[Saved entries]
________________________________________

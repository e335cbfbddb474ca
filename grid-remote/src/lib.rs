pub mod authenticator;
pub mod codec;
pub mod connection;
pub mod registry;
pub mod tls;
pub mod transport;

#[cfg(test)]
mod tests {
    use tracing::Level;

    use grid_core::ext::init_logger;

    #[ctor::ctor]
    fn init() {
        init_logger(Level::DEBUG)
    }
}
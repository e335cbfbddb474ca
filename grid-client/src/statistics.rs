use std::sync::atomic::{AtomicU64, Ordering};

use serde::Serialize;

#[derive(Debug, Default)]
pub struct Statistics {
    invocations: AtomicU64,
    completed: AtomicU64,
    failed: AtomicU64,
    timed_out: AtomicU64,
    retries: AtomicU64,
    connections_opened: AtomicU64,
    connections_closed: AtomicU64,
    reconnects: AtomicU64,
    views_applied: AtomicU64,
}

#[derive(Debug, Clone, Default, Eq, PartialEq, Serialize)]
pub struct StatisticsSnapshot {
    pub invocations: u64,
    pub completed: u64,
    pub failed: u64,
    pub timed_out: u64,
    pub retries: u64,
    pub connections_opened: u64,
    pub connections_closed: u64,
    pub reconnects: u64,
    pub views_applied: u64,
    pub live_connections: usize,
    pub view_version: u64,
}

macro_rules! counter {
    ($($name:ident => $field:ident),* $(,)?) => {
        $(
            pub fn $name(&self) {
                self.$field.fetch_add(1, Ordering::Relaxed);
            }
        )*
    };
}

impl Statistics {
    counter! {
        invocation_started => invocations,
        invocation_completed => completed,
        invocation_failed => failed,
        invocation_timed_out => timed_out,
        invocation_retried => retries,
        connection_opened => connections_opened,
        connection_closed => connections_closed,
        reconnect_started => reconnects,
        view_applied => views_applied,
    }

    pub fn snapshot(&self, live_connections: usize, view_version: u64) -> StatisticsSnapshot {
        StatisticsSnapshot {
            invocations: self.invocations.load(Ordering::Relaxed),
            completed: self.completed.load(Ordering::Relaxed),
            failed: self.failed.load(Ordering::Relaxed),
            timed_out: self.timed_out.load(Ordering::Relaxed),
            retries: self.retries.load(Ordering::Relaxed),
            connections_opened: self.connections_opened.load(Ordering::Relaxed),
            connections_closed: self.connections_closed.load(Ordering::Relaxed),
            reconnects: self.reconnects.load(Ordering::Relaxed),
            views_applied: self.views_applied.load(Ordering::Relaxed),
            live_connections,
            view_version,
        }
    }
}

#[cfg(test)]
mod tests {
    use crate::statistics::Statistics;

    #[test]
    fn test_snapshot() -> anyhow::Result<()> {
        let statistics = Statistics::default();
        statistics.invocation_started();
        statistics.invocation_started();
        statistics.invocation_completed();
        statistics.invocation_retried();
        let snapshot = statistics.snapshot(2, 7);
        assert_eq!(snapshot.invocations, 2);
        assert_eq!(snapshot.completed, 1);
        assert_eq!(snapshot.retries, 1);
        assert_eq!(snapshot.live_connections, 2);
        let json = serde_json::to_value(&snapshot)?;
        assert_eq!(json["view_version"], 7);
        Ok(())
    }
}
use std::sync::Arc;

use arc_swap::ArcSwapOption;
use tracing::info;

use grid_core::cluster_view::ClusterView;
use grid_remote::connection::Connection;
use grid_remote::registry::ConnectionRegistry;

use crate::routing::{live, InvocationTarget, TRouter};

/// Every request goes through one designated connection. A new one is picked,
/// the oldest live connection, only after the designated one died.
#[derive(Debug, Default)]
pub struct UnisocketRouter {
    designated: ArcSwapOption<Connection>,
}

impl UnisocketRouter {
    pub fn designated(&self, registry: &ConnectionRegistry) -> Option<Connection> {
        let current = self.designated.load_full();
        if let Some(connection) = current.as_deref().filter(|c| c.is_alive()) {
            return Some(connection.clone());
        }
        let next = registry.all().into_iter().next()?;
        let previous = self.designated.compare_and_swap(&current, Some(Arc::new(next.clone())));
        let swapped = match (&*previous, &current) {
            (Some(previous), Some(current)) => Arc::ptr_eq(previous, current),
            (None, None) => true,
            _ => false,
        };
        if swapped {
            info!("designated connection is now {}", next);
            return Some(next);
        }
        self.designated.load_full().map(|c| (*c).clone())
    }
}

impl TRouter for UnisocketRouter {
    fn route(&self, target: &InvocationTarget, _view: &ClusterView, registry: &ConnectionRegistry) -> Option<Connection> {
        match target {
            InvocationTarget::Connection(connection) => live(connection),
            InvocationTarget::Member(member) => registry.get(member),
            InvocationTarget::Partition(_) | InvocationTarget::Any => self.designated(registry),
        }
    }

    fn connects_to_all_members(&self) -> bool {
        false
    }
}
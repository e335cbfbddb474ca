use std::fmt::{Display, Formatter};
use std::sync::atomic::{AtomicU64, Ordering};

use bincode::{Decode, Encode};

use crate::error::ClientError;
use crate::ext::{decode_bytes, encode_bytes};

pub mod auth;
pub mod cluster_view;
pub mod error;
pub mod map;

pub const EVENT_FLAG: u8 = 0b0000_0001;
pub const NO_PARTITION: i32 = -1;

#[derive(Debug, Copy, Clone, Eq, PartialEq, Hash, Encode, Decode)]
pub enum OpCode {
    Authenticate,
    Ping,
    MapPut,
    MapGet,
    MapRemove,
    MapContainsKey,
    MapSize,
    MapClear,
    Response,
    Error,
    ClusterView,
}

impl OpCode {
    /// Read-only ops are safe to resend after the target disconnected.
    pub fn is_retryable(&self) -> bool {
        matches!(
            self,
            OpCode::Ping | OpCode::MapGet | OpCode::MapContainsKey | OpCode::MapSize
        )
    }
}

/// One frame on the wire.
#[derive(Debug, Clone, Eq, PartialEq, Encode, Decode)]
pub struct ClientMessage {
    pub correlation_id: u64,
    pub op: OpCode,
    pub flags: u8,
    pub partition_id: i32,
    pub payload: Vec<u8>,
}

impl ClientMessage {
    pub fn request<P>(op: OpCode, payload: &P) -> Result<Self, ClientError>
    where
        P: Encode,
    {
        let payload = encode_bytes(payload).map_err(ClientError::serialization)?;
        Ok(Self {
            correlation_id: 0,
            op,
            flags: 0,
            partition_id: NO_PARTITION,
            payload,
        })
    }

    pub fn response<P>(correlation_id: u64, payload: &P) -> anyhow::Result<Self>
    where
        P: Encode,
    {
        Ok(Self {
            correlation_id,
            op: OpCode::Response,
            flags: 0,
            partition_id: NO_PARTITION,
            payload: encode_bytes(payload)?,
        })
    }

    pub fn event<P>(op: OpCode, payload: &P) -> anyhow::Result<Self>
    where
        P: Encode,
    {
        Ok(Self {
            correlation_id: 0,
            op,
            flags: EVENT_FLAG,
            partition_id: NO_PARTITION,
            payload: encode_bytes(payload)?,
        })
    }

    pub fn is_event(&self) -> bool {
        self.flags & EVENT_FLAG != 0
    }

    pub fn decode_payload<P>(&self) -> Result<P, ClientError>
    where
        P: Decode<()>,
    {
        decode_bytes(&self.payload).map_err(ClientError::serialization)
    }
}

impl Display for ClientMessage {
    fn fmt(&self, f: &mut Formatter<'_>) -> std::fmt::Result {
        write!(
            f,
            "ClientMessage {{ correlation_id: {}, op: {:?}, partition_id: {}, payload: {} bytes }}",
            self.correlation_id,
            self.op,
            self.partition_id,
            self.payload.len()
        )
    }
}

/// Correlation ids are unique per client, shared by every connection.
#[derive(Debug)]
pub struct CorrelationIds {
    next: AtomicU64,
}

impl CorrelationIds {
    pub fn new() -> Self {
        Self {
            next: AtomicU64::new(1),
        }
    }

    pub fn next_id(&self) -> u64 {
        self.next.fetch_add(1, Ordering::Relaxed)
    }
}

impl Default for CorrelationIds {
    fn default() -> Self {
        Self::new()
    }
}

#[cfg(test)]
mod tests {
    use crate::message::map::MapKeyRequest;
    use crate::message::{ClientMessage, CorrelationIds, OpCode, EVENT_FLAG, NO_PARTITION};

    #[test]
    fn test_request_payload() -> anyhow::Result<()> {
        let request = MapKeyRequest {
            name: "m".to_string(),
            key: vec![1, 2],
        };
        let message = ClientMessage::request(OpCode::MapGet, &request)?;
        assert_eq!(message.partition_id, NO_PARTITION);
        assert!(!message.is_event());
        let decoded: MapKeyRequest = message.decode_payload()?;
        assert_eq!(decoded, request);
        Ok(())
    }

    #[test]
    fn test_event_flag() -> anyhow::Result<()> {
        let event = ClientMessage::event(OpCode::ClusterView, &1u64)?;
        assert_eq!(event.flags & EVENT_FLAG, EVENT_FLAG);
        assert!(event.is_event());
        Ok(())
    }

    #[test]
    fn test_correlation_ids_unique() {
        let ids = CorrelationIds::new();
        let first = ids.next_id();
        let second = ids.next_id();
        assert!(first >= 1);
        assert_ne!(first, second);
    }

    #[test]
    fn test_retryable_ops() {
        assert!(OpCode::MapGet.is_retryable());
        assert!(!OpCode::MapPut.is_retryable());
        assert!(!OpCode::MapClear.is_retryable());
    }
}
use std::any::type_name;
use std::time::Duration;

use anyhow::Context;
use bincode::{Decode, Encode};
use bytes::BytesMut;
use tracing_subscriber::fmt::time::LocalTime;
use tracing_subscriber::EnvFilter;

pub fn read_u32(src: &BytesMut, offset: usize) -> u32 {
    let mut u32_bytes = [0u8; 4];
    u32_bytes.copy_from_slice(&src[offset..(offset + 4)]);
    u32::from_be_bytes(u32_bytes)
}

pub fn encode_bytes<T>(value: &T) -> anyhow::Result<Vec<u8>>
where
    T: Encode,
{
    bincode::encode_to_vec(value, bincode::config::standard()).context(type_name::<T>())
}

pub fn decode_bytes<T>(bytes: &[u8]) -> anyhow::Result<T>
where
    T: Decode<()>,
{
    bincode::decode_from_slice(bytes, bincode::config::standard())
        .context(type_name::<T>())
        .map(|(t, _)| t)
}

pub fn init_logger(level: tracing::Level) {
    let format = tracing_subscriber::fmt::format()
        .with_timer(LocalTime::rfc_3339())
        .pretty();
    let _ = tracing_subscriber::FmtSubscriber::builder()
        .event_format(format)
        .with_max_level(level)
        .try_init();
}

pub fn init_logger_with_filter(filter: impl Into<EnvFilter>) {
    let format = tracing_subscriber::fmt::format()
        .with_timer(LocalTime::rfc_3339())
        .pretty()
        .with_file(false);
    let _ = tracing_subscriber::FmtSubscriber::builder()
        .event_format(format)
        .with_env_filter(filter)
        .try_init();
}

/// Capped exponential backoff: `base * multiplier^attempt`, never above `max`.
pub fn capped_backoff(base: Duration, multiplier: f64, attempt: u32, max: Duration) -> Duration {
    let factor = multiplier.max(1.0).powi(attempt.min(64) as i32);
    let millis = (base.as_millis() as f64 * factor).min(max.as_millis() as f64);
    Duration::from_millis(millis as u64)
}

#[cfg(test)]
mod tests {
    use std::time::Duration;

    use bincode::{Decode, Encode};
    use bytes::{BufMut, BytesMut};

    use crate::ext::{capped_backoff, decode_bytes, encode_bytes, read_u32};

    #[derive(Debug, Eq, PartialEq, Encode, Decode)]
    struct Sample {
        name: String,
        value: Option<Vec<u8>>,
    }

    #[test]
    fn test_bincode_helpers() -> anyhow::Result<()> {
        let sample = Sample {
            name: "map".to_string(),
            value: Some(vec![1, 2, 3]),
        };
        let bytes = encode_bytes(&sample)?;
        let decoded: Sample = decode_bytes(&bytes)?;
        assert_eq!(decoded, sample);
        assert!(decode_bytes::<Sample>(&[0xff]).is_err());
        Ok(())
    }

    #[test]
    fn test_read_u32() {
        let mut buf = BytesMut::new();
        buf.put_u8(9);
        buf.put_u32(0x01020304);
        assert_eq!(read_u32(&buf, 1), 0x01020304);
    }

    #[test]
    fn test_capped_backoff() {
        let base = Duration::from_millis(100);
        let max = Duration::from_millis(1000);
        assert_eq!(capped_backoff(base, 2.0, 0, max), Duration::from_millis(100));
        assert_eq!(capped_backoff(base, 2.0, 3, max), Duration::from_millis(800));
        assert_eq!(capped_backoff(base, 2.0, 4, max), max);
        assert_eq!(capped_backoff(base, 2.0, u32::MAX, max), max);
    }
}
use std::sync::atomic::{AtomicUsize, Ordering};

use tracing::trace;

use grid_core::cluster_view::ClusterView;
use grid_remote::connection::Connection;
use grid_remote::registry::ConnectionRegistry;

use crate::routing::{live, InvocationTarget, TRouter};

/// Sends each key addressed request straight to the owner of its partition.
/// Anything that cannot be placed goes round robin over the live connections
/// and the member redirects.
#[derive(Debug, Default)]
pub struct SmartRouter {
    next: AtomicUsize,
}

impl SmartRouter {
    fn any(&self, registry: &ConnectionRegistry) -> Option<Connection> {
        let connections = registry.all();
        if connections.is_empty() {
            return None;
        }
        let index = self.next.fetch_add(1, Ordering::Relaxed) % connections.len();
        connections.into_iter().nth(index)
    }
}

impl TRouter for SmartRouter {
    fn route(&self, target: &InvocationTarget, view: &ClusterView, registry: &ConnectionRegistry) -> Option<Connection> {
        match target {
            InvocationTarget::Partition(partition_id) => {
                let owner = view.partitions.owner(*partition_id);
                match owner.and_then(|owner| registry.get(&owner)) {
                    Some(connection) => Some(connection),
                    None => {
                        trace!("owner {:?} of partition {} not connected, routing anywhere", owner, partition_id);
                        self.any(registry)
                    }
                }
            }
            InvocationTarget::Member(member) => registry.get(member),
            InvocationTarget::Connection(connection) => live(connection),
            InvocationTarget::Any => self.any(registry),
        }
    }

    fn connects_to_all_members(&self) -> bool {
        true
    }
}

________________________________________

— Work task —
Say how many lines of the entries hold the string "const". Nothing but the number should be given.

— Problem solution —
2